▸ Stored records
________
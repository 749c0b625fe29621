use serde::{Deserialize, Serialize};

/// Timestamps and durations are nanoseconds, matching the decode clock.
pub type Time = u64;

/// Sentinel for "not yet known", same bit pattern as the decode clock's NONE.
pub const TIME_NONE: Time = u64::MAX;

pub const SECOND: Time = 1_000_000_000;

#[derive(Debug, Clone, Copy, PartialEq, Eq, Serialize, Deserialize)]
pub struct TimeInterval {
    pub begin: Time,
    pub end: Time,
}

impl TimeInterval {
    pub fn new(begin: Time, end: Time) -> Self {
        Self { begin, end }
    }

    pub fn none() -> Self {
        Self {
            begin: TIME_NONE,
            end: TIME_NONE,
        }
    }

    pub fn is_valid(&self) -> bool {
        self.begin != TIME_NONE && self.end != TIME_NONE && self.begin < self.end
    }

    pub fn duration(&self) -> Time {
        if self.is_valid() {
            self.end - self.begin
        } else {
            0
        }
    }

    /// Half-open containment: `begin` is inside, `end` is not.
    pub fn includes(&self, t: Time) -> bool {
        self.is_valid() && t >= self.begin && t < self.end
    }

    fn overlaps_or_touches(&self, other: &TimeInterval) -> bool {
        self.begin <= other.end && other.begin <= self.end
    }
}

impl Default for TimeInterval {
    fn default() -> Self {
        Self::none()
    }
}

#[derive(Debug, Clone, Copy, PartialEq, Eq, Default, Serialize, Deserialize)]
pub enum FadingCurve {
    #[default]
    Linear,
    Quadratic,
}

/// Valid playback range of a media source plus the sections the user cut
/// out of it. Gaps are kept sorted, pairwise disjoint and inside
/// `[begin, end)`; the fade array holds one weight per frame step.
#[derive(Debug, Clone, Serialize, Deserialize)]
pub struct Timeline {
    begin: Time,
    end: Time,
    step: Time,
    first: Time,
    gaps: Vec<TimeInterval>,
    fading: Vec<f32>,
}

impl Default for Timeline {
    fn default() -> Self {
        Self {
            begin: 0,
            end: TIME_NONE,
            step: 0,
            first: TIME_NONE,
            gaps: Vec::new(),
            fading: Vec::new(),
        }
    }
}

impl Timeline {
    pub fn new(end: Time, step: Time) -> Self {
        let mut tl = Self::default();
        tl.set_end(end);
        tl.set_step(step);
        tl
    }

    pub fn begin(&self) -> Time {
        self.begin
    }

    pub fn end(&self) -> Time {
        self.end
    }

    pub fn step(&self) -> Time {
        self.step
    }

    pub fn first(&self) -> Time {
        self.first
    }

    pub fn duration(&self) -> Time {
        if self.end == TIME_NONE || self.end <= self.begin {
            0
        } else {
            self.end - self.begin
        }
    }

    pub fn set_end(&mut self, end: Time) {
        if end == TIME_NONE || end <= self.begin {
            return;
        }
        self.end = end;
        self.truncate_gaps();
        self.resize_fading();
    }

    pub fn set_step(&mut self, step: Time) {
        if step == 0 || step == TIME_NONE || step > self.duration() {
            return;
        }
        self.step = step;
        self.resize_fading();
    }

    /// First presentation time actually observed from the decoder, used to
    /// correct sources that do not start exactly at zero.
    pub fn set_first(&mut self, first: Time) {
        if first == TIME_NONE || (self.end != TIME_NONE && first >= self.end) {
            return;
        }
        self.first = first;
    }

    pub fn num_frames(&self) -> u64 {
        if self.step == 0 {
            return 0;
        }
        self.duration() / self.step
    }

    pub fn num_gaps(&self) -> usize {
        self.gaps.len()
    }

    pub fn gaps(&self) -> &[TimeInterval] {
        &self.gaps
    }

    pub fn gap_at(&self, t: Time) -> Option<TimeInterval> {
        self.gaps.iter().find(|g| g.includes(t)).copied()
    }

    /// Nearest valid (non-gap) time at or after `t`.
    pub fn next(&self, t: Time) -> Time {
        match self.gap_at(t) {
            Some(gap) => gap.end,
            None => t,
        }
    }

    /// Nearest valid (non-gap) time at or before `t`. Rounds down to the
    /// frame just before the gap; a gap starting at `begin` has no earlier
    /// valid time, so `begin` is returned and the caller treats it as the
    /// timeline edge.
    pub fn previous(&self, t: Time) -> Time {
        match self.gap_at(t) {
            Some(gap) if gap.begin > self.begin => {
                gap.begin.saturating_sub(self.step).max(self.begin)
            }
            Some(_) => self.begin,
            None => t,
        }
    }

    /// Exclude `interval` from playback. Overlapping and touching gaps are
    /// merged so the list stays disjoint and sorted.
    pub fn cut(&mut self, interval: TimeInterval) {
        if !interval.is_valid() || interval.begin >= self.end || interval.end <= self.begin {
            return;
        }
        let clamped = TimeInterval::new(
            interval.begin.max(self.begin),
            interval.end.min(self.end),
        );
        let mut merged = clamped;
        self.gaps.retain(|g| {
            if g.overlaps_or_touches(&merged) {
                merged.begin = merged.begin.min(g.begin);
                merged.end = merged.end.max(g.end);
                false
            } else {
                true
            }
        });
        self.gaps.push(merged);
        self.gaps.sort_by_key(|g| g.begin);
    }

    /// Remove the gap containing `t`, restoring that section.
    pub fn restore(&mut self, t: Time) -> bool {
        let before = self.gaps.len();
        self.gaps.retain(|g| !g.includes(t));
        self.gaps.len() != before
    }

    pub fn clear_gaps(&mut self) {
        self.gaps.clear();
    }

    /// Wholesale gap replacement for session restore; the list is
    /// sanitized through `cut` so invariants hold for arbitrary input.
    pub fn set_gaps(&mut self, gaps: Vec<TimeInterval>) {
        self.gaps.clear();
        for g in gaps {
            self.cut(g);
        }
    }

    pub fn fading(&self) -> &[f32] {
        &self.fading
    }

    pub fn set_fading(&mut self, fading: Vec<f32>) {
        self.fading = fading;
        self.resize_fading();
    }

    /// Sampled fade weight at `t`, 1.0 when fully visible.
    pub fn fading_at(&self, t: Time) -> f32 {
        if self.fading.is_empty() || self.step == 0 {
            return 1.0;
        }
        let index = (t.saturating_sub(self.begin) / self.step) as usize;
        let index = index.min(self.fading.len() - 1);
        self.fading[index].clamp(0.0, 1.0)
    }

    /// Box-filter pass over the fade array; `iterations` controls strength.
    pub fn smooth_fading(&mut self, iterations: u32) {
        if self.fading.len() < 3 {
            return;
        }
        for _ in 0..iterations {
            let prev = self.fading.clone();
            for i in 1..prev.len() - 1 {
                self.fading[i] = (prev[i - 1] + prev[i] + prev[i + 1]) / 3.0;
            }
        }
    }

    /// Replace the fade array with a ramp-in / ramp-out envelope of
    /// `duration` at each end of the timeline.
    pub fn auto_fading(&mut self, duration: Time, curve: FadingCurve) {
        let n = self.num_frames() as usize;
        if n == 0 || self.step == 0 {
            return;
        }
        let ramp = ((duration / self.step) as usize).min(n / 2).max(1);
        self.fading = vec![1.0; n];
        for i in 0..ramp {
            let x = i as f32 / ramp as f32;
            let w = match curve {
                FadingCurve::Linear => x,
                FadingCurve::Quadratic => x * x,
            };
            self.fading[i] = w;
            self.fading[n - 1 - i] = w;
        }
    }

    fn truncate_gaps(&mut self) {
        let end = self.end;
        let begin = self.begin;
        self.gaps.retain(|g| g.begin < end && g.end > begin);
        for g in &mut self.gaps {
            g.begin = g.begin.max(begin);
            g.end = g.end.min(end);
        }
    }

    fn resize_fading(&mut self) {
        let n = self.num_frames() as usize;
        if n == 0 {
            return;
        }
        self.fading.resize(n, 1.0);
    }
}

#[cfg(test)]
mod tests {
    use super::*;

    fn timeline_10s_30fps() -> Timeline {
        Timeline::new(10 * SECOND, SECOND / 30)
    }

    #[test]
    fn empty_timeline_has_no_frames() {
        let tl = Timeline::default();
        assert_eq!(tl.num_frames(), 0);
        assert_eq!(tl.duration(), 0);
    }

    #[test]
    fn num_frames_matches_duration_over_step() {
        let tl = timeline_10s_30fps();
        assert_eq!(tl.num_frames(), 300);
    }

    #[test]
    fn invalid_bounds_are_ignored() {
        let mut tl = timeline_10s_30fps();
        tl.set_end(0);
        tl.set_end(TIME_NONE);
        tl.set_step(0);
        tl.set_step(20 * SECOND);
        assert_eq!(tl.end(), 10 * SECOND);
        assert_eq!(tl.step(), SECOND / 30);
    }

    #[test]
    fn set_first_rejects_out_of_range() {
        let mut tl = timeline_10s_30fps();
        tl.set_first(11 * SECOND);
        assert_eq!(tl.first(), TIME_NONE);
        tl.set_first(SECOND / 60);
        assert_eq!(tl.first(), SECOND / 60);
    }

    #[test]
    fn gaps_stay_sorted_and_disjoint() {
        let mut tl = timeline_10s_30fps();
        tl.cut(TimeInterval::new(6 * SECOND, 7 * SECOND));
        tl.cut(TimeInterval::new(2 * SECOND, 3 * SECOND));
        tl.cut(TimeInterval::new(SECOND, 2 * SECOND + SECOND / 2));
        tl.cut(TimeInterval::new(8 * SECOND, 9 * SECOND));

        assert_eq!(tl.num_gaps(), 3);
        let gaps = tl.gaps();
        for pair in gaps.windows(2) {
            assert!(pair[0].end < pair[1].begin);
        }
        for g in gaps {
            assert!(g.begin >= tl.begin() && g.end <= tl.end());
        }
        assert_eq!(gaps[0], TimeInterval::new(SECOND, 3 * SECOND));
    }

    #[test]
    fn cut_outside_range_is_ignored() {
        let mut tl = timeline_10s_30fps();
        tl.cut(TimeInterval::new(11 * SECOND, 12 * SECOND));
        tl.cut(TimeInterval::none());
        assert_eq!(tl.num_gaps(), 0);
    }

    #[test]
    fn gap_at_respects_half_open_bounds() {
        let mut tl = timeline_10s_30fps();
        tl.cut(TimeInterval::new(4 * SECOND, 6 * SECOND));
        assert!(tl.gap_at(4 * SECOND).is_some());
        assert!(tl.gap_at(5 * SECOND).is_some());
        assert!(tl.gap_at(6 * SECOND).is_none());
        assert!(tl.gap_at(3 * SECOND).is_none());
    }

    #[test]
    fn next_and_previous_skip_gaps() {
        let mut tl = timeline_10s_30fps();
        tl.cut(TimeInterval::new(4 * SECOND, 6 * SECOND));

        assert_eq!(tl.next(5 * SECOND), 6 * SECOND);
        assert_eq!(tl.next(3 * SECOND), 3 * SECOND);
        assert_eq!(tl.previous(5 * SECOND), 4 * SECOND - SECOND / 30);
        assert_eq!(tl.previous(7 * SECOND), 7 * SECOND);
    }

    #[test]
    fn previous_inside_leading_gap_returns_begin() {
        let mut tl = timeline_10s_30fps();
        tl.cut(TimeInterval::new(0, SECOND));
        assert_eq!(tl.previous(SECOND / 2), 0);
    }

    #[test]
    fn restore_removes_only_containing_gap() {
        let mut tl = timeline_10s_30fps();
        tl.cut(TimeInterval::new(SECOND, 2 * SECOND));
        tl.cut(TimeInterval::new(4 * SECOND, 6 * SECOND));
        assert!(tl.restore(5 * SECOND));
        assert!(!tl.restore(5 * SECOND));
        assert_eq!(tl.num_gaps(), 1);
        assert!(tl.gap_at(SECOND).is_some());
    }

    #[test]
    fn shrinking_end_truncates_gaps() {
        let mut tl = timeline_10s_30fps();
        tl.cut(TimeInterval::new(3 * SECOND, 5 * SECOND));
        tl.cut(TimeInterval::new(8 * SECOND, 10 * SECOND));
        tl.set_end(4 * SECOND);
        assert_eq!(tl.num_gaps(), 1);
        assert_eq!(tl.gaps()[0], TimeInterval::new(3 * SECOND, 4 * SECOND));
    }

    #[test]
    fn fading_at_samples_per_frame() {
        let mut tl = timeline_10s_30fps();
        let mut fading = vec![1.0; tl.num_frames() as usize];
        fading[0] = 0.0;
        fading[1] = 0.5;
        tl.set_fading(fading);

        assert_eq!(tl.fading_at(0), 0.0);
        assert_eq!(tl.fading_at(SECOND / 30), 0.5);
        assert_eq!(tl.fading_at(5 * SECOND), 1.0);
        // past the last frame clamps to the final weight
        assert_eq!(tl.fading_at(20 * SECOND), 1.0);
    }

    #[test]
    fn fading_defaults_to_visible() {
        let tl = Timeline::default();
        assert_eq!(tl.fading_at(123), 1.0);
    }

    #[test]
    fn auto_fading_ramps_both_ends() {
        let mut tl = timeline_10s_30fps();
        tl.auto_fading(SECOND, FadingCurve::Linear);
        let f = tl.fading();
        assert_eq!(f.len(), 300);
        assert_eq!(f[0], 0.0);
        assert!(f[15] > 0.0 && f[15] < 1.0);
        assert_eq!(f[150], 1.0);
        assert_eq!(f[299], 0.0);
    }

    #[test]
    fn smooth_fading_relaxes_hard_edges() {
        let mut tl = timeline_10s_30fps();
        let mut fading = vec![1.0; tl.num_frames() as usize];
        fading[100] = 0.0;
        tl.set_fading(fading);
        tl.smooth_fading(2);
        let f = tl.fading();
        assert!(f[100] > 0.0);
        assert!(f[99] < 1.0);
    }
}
________
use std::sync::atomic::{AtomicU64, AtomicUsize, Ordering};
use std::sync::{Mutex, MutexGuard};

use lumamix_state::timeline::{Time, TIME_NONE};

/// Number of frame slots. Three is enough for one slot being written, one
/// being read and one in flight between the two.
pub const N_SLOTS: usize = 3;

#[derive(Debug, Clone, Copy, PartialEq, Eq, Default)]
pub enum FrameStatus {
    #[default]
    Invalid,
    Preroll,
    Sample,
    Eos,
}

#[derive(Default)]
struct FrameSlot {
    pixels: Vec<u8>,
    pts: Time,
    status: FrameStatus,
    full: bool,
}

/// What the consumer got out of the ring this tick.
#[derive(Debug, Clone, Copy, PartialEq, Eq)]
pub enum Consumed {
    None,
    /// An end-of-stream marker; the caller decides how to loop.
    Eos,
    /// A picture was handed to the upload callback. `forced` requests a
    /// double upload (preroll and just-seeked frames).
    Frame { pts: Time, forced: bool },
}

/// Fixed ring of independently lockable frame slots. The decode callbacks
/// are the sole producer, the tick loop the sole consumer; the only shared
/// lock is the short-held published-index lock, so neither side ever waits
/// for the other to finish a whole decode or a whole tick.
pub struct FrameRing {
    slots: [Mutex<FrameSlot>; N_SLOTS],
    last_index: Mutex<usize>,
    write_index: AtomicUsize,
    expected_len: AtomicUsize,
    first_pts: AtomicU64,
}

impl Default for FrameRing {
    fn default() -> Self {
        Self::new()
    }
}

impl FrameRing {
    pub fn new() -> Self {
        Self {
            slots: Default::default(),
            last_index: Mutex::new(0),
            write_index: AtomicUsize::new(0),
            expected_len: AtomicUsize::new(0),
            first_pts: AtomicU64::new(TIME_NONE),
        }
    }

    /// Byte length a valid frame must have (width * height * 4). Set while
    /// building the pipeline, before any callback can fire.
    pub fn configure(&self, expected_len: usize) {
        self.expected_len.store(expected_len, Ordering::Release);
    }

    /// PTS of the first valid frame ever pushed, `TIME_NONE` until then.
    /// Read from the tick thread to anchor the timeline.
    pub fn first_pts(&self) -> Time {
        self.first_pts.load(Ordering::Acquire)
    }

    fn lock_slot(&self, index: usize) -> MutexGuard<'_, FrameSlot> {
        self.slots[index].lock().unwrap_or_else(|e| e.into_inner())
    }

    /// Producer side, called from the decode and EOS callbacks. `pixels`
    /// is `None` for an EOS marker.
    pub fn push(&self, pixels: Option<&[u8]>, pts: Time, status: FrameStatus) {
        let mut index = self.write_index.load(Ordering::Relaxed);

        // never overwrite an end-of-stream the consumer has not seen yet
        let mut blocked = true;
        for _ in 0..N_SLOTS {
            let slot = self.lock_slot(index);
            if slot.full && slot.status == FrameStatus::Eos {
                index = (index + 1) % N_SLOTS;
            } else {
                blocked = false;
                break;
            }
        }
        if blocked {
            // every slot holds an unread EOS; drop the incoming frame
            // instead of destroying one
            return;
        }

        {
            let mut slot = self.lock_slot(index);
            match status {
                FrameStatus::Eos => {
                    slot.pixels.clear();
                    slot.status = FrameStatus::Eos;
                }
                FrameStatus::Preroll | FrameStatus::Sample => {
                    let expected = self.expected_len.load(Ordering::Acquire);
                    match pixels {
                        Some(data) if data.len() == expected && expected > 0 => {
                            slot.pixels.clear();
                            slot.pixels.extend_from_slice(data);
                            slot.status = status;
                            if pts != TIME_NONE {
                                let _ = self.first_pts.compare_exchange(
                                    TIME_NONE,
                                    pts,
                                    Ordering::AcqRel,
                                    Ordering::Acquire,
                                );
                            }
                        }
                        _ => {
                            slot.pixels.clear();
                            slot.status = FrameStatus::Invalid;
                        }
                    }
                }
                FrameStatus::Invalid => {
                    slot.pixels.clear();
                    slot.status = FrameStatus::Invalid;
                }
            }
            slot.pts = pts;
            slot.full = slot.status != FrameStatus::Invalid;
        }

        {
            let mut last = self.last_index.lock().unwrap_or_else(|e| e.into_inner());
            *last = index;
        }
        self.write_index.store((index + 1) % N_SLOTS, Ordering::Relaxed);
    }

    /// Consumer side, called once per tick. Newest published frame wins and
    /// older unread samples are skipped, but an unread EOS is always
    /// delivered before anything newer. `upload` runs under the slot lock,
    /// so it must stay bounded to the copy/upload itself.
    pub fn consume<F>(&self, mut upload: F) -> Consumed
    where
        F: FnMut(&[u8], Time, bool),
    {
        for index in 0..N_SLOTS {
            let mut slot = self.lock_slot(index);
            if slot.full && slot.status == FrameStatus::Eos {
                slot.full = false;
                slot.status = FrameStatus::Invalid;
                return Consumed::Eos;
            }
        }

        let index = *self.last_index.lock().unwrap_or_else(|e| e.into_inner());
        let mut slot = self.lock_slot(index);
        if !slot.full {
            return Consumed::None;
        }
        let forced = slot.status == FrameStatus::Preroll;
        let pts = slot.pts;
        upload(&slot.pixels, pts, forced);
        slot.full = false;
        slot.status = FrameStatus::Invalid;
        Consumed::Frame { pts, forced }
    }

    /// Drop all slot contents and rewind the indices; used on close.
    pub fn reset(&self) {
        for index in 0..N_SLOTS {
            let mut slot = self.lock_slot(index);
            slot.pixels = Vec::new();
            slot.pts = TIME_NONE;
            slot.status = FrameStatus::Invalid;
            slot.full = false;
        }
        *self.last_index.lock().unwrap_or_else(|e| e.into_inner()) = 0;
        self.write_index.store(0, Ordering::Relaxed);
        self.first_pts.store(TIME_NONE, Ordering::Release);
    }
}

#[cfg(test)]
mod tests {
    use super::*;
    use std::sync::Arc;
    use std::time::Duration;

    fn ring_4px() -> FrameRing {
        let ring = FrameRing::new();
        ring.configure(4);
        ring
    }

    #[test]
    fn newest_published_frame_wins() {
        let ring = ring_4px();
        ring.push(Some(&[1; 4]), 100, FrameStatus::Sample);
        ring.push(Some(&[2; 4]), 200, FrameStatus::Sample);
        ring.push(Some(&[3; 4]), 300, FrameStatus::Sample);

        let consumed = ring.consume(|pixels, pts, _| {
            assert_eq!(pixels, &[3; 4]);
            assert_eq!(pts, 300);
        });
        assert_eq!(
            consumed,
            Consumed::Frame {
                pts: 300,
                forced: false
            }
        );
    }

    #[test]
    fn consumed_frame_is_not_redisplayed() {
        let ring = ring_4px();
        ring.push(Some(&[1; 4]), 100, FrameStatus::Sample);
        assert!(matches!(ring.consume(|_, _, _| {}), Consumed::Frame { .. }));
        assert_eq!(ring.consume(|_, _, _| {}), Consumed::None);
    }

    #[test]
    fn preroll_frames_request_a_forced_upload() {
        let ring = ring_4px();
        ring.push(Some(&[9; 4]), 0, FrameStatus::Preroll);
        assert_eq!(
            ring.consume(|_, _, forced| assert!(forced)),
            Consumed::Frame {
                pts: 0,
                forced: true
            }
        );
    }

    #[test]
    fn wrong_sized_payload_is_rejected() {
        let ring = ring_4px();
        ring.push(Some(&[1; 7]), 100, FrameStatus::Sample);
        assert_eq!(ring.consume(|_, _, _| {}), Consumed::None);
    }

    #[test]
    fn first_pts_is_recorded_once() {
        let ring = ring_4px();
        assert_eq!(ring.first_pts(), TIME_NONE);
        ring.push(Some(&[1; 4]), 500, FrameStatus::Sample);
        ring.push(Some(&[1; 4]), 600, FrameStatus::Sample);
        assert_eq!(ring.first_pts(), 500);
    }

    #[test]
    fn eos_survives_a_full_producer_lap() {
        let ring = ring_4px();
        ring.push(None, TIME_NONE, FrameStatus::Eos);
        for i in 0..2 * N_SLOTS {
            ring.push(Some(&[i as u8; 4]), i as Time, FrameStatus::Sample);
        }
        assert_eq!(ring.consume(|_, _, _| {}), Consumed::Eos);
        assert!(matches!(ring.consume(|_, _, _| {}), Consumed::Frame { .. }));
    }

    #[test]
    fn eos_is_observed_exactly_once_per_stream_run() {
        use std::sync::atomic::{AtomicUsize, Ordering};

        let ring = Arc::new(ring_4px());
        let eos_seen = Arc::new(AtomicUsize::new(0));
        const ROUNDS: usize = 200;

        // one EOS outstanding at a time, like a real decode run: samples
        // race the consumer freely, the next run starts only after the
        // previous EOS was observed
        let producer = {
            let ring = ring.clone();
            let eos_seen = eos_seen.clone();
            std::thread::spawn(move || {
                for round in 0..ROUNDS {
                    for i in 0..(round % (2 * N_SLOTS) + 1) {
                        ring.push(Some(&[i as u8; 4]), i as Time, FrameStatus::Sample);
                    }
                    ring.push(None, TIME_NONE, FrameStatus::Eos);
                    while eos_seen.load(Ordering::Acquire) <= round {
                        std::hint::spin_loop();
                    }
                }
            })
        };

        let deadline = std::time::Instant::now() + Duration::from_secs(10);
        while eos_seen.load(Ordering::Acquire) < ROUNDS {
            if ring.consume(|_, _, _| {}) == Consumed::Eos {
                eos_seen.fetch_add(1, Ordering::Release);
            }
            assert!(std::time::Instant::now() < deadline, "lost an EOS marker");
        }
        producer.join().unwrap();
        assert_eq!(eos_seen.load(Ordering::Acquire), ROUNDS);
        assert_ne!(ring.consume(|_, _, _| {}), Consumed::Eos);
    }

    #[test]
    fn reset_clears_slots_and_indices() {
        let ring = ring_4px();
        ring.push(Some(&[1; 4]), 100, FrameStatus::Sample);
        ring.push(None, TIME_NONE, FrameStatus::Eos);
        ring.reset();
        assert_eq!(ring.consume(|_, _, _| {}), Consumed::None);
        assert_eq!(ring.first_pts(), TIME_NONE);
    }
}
________
▸ WORK ITEM
Using the entries above, give back exactly the line containing "pub fn previous(&self, t: Time)", the line containing "for arbitrary input.", and every line between them, and nothing else.

▸ ANSWER TO THIS EXERCISE
    pub fn previous(&self, t: Time) -> Time {
        match self.gap_at(t) {
            Some(gap) if gap.begin > self.begin => {
                gap.begin.saturating_sub(self.step).max(self.begin)
            }
            Some(_) => self.begin,
            None => t,
        }
    }

    /// Exclude `interval` from playback. Overlapping and touching gaps are
    /// merged so the list stays disjoint and sorted.
    pub fn cut(&mut self, interval: TimeInterval) {
        if !interval.is_valid() || interval.begin >= self.end || interval.end <= self.begin {
            return;
        }
        let clamped = TimeInterval::new(
            interval.begin.max(self.begin),
            interval.end.min(self.end),
        );
        let mut merged = clamped;
        self.gaps.retain(|g| {
            if g.overlaps_or_touches(&merged) {
                merged.begin = merged.begin.min(g.begin);
                merged.end = merged.end.max(g.end);
                false
            } else {
                true
            }
        });
        self.gaps.push(merged);
        self.gaps.sort_by_key(|g| g.begin);
    }

    /// Remove the gap containing `t`, restoring that section.
    pub fn restore(&mut self, t: Time) -> bool {
        let before = self.gaps.len();
        self.gaps.retain(|g| !g.includes(t));
        self.gaps.len() != before
    }

    pub fn clear_gaps(&mut self) {
        self.gaps.clear();
    }

    /// Wholesale gap replacement for session restore; the list is
    /// sanitized through `cut` so invariants hold for arbitrary input.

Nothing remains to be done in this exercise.